— PROMPT —
Can you restate the lines of the entries below, word for word, from the first one through the line that includes "in writing, software"?

— DATASET ENTRIES —

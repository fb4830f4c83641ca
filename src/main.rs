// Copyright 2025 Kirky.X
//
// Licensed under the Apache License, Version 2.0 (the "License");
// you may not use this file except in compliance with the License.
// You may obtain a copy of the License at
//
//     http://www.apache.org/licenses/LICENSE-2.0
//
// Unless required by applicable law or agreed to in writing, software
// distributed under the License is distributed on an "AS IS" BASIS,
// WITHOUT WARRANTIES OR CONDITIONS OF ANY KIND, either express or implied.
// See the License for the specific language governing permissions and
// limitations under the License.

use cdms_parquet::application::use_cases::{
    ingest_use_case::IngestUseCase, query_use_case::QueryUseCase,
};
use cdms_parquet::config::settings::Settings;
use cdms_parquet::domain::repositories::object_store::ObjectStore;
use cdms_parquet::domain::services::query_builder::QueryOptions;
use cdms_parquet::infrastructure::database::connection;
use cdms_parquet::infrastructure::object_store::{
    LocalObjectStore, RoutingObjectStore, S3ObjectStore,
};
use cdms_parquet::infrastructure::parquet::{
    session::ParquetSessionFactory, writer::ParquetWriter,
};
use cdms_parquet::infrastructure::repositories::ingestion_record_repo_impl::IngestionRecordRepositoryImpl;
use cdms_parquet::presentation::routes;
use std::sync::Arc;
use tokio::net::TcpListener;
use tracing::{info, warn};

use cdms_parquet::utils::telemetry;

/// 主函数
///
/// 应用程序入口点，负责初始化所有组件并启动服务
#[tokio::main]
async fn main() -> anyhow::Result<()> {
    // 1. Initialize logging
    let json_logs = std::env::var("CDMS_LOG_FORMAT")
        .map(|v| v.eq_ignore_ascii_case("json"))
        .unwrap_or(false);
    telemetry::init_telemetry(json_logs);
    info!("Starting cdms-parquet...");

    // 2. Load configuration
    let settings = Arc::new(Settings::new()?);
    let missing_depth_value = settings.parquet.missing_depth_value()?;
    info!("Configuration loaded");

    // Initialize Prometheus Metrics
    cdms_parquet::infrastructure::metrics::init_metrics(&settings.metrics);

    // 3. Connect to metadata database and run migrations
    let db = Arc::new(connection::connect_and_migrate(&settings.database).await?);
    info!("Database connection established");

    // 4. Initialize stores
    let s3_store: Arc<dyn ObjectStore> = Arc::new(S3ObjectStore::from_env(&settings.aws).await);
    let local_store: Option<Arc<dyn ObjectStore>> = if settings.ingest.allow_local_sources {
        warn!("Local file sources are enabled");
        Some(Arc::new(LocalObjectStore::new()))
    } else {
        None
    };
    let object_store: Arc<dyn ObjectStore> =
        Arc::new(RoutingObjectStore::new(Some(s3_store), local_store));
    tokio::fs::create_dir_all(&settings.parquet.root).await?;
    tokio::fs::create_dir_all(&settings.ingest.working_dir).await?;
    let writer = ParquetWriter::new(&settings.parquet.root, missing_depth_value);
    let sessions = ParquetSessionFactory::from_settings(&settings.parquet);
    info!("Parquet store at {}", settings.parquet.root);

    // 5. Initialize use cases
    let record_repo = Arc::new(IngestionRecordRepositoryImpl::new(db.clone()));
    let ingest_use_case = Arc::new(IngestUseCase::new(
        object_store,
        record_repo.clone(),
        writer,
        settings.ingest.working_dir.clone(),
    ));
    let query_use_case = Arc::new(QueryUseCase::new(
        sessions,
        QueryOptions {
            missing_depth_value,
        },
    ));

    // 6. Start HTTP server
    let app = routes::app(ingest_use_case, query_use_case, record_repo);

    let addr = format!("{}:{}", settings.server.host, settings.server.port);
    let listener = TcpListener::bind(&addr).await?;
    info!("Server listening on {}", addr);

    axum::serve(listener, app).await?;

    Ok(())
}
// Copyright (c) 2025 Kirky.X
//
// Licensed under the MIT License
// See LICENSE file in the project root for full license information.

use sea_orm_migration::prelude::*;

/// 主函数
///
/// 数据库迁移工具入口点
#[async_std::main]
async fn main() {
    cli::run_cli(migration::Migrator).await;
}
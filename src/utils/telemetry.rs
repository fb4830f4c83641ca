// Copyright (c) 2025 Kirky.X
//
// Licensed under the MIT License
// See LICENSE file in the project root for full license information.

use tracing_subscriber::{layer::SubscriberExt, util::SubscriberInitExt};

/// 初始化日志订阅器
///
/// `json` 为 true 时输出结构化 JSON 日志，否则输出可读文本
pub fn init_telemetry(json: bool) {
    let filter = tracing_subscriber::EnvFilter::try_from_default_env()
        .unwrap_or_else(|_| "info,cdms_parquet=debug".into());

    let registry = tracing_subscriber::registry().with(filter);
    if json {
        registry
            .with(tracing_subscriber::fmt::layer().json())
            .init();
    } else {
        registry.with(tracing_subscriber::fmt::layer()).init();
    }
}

— TASK SOLUTION —
repository fb4830f4c83641ca
filename src/main.rs
// Copyright 2025 Kirky.X
//
// Licensed under the Apache License, Version 2.0 (the "License");
// you may not use this file except in compliance with the License.
// You may obtain a copy of the License at
//
//     http://www.apache.org/licenses/LICENSE-2.0
//
// Unless required by applicable law or agreed to in writing, software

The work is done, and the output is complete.